**Work to be completed**
Note how many lines of the data below hold the word "PartialEq", then give that number with no other text.

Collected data
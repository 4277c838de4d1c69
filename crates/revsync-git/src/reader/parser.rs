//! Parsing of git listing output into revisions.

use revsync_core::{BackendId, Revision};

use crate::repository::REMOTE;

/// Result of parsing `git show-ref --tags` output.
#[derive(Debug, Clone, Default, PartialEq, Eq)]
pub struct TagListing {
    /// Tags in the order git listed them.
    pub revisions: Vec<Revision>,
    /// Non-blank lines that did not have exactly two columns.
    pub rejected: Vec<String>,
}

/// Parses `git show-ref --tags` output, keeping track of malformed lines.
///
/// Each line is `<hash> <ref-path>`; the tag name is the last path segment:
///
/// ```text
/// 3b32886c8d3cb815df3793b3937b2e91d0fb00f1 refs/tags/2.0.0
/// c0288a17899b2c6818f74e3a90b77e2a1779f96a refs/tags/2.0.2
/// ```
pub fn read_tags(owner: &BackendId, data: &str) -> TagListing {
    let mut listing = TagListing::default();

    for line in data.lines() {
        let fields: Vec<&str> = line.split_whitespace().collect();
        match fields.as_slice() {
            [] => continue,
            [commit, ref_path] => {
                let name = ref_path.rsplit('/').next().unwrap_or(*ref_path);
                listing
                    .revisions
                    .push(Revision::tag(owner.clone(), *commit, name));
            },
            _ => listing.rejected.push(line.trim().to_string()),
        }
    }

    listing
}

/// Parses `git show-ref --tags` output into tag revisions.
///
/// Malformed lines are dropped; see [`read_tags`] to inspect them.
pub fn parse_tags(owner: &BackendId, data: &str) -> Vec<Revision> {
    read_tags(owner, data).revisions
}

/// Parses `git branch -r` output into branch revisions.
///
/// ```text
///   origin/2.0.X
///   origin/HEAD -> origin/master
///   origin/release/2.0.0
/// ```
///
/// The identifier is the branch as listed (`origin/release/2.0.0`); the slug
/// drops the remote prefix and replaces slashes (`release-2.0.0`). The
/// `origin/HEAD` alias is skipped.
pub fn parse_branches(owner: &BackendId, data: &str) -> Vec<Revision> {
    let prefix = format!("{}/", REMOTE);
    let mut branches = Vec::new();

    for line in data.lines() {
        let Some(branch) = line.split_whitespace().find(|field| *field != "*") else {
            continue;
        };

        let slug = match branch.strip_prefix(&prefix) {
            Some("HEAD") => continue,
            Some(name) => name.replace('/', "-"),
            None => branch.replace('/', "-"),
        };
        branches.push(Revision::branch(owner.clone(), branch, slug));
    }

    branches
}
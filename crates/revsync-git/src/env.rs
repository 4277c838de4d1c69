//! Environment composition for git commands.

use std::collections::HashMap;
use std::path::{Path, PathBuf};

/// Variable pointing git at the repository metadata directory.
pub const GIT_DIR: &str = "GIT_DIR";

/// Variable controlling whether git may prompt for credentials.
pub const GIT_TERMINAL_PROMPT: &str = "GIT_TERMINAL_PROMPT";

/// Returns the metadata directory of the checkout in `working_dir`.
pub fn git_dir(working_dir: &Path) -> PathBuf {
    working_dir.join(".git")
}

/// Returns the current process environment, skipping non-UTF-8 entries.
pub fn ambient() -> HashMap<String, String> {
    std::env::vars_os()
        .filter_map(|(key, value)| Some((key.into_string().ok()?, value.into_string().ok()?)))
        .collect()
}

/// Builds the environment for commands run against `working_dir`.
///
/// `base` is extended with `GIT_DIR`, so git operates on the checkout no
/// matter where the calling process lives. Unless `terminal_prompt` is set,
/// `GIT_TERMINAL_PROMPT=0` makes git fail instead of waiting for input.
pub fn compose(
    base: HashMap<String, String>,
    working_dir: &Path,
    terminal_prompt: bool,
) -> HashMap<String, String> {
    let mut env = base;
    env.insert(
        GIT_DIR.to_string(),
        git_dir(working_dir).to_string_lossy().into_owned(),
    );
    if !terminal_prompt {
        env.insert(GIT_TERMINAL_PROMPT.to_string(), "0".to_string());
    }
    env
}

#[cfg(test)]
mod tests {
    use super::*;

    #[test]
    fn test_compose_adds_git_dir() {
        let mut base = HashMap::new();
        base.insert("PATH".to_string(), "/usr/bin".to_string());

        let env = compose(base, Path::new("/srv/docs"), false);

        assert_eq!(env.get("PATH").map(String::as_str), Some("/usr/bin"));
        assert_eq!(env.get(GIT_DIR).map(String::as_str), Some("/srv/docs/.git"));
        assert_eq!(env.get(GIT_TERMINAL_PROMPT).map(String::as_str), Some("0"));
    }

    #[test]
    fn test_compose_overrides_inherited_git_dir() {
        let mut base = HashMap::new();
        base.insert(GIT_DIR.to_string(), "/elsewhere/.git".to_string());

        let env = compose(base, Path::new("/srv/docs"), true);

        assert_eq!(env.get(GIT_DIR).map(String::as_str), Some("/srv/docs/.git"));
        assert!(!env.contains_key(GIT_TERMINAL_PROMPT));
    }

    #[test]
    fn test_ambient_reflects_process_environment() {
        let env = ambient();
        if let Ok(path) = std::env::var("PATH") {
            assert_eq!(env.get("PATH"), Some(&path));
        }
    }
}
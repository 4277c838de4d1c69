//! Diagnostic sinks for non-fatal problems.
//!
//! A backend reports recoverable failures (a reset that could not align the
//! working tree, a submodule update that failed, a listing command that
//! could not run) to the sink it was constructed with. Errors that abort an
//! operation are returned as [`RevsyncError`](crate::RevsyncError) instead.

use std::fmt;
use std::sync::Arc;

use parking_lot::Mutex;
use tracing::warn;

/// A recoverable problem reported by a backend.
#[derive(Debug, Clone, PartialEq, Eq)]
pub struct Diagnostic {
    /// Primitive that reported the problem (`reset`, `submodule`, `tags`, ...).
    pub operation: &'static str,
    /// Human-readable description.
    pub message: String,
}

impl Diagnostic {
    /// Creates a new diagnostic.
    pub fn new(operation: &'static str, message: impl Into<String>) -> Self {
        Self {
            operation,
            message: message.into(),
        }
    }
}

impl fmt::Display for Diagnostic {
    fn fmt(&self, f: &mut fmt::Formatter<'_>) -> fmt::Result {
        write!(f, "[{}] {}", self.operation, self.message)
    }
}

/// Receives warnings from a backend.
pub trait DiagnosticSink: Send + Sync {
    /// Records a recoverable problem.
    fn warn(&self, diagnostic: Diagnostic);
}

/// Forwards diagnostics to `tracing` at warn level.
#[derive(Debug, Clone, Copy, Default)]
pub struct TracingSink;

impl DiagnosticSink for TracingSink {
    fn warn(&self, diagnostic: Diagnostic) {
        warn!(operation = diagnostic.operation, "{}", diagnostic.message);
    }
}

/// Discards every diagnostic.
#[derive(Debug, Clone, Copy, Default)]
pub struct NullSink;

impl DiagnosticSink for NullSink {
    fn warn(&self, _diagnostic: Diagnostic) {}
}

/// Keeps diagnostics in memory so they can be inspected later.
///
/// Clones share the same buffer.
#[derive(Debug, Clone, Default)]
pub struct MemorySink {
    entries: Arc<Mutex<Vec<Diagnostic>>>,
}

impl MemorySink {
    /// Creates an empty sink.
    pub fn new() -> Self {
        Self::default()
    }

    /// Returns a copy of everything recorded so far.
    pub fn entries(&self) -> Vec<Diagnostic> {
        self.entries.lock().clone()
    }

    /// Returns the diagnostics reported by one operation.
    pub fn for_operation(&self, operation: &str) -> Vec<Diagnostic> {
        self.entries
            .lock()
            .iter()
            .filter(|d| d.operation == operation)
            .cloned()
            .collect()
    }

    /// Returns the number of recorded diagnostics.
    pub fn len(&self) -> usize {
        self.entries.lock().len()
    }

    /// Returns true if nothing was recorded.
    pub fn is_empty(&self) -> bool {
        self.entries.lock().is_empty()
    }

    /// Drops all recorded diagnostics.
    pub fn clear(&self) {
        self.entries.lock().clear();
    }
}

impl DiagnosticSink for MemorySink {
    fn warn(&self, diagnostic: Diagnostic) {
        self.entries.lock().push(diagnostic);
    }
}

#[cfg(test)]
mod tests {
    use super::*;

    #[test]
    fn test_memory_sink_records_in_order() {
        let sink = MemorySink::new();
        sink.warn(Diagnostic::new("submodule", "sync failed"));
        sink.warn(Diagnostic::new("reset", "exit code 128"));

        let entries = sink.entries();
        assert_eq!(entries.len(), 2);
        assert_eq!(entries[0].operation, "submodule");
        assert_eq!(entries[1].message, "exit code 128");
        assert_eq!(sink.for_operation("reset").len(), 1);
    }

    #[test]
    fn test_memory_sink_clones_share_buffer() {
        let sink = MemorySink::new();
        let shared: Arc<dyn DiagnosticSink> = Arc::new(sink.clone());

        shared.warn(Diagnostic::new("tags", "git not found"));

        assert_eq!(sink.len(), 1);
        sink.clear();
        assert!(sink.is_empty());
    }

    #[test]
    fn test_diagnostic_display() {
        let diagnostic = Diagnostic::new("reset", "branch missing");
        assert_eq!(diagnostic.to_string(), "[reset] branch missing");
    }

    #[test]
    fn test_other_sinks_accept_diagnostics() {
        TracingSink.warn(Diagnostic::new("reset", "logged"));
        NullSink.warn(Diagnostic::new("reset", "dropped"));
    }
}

---

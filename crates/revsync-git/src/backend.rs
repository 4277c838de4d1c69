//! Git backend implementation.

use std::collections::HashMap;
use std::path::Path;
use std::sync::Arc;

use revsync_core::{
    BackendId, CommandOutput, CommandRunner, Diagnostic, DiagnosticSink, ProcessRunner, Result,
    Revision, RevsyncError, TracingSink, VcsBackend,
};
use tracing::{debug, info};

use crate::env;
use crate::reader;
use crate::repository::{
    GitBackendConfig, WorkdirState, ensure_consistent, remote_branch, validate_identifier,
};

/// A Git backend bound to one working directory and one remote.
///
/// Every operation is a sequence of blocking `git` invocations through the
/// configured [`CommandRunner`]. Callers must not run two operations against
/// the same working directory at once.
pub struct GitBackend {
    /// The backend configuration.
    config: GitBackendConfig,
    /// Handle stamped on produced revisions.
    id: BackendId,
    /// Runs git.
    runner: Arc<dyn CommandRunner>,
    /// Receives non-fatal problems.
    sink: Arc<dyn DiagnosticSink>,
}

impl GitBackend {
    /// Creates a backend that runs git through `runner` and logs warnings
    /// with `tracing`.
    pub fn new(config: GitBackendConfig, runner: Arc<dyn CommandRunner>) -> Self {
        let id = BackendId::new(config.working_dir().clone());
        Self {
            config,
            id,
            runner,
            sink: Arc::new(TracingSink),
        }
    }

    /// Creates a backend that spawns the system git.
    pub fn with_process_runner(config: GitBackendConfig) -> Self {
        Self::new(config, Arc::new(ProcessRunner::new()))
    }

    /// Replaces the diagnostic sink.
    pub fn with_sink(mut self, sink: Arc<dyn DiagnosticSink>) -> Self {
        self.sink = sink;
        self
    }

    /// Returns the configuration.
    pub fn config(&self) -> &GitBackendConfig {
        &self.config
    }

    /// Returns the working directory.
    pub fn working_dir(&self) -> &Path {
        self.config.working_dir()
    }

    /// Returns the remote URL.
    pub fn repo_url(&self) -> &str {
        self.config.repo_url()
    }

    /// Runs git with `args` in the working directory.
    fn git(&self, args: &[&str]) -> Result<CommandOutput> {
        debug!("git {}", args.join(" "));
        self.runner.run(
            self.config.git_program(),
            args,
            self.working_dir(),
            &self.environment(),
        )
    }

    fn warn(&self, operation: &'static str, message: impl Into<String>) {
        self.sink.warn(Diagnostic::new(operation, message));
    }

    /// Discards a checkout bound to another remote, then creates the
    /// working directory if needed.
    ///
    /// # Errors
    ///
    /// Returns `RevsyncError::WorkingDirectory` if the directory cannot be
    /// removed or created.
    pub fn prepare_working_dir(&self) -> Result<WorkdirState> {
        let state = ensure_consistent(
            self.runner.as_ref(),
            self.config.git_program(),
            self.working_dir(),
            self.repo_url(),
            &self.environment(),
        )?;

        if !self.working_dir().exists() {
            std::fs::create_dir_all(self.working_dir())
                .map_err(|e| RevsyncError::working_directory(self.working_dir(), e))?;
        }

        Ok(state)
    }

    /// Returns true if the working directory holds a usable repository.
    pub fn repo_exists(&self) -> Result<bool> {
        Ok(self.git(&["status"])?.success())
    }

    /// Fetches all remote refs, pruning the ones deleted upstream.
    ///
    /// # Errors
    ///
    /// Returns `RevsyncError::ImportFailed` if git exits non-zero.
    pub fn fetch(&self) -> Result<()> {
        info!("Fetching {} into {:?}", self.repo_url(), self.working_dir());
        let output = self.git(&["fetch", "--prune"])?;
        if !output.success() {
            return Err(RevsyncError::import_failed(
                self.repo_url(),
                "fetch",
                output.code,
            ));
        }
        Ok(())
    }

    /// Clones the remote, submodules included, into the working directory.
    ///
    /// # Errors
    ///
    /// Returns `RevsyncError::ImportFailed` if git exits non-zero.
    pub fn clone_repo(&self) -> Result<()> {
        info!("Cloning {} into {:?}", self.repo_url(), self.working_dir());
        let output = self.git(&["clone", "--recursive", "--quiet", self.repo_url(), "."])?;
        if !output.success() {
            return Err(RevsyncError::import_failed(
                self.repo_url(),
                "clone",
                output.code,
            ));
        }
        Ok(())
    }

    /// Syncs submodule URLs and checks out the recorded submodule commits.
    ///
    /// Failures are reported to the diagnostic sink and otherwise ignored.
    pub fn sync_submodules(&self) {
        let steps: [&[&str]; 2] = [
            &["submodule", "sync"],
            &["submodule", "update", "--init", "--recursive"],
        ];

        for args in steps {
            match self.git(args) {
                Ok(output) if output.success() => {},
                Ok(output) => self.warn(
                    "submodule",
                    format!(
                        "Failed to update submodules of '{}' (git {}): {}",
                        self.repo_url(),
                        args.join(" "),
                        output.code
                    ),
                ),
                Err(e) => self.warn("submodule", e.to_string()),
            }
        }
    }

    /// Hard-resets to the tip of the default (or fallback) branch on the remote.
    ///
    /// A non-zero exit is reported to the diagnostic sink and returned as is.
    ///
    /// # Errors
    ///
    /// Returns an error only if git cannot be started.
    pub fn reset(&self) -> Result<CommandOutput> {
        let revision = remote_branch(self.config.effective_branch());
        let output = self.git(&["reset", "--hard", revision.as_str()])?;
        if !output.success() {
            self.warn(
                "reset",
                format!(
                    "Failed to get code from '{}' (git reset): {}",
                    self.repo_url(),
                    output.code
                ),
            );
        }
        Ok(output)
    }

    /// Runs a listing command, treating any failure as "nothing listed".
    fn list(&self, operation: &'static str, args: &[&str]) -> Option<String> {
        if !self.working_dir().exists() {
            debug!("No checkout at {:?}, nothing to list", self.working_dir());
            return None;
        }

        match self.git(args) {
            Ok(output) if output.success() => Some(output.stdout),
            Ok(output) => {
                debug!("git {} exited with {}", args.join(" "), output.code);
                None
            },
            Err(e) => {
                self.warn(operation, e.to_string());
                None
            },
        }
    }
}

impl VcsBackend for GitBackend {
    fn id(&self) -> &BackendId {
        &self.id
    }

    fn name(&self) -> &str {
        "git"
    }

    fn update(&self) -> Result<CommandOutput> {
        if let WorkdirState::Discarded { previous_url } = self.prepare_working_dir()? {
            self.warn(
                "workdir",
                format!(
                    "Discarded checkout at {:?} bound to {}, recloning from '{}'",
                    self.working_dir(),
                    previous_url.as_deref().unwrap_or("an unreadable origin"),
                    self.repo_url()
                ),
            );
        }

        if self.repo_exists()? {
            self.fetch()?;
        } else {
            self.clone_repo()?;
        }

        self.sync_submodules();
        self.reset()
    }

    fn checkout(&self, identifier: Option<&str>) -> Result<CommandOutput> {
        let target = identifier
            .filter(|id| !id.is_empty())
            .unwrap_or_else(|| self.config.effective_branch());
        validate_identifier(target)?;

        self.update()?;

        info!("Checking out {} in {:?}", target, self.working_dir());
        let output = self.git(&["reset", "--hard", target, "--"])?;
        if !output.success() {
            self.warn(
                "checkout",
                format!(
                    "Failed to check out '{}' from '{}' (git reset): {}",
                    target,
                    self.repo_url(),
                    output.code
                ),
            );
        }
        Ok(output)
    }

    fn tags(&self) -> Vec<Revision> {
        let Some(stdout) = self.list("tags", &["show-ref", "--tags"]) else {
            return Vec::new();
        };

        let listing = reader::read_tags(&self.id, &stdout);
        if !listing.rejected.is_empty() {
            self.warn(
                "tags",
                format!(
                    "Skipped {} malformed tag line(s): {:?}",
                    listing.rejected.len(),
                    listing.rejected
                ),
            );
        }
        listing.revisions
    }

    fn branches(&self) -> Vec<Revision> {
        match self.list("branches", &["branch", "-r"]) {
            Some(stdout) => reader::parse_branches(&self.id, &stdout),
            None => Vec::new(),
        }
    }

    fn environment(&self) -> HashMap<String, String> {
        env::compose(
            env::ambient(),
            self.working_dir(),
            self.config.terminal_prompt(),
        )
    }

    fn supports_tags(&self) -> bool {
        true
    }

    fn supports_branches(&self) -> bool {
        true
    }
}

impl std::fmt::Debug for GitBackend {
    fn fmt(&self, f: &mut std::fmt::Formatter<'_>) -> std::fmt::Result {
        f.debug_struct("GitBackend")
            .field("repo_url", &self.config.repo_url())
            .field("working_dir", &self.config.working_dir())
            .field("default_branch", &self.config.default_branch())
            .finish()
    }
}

**Solution below**
2